Work task:
Word for word, reproduce each entry.

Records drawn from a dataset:
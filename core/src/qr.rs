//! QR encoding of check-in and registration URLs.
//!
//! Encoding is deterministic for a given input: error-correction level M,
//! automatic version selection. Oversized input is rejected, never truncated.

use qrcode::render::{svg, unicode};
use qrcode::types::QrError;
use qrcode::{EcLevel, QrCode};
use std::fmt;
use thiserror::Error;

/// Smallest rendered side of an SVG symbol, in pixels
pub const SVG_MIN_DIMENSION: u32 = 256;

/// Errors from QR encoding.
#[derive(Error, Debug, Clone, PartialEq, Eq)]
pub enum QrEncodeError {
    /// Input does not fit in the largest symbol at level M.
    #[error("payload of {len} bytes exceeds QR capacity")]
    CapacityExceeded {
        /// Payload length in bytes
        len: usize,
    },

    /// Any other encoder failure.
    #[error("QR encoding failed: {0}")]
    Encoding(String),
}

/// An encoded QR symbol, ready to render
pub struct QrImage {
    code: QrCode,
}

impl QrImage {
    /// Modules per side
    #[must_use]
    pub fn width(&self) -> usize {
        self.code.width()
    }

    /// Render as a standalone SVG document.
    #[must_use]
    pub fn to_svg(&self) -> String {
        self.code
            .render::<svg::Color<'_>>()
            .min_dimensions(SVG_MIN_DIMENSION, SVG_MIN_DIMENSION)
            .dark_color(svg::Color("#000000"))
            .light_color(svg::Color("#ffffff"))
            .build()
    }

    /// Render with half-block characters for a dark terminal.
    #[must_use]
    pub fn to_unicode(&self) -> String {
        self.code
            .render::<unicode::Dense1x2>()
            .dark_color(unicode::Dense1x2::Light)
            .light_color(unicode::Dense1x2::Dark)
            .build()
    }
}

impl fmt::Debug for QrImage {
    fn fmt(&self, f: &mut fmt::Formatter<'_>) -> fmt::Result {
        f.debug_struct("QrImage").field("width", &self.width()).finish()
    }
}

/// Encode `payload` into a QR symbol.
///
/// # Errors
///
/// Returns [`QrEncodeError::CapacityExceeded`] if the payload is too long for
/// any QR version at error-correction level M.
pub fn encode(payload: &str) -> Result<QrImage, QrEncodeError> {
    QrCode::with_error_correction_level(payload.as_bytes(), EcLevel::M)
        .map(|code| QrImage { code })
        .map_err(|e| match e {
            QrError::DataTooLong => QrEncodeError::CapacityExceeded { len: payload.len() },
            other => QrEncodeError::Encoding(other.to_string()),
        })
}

Response area:
filename core/src/qr.rs
//! QR encoding of check-in and registration URLs.
//!
//! Encoding is deterministic for a given input: error-correction level M,
//! automatic version selection. Oversized input is rejected, never truncated.

use qrcode::render::{svg, unicode};
use qrcode::types::QrError;
use qrcode::{EcLevel, QrCode};
use std::fmt;
use thiserror::Error;

/// Smallest rendered side of an SVG symbol, in pixels
pub const SVG_MIN_DIMENSION: u32 = 256;

/// Errors from QR encoding.
#[derive(Error, Debug, Clone, PartialEq, Eq)]
pub enum QrEncodeError {
    /// Input does not fit in the largest symbol at level M.
    #[error("payload of {len} bytes exceeds QR capacity")]
    CapacityExceeded {
        /// Payload length in bytes
        len: usize,
    },

    /// Any other encoder failure.
    #[error("QR encoding failed: {0}")]
    Encoding(String),
}

/// An encoded QR symbol, ready to render
pub struct QrImage {
    code: QrCode,
}

impl QrImage {
    /// Modules per side
    #[must_use]
    pub fn width(&self) -> usize {
        self.code.width()
    }

    /// Render as a standalone SVG document.
    #[must_use]
    pub fn to_svg(&self) -> String {
        self.code
            .render::<svg::Color<'_>>()
            .min_dimensions(SVG_MIN_DIMENSION, SVG_MIN_DIMENSION)
            .dark_color(svg::Color("#000000"))
            .light_color(svg::Color("#ffffff"))
            .build()
    }

    /// Render with half-block characters for a dark terminal.
    #[must_use]
    pub fn to_unicode(&self) -> String {
        self.code
            .render::<unicode::Dense1x2>()
            .dark_color(unicode::Dense1x2::Light)
            .light_color(unicode::Dense1x2::Dark)
            .build()
    }
}

impl fmt::Debug for QrImage {
    fn fmt(&self, f: &mut fmt::Formatter<'_>) -> fmt::Result {
        f.debug_struct("QrImage").field("width", &self.width()).finish()
    }
}

/// Encode `payload` into a QR symbol.
///
/// # Errors
///
/// Returns [`QrEncodeError::CapacityExceeded`] if the payload is too long for
/// any QR version at error-correction level M.
pub fn encode(payload: &str) -> Result<QrImage, QrEncodeError> {
    QrCode::with_error_correction_level(payload.as_bytes(), EcLevel::M)
        .map(|code| QrImage { code })
        .map_err(|e| match e {
            QrError::DataTooLong => QrEncodeError::CapacityExceeded { len: payload.len() },
            other => QrEncodeError::Encoding(other.to_string()),
        })
}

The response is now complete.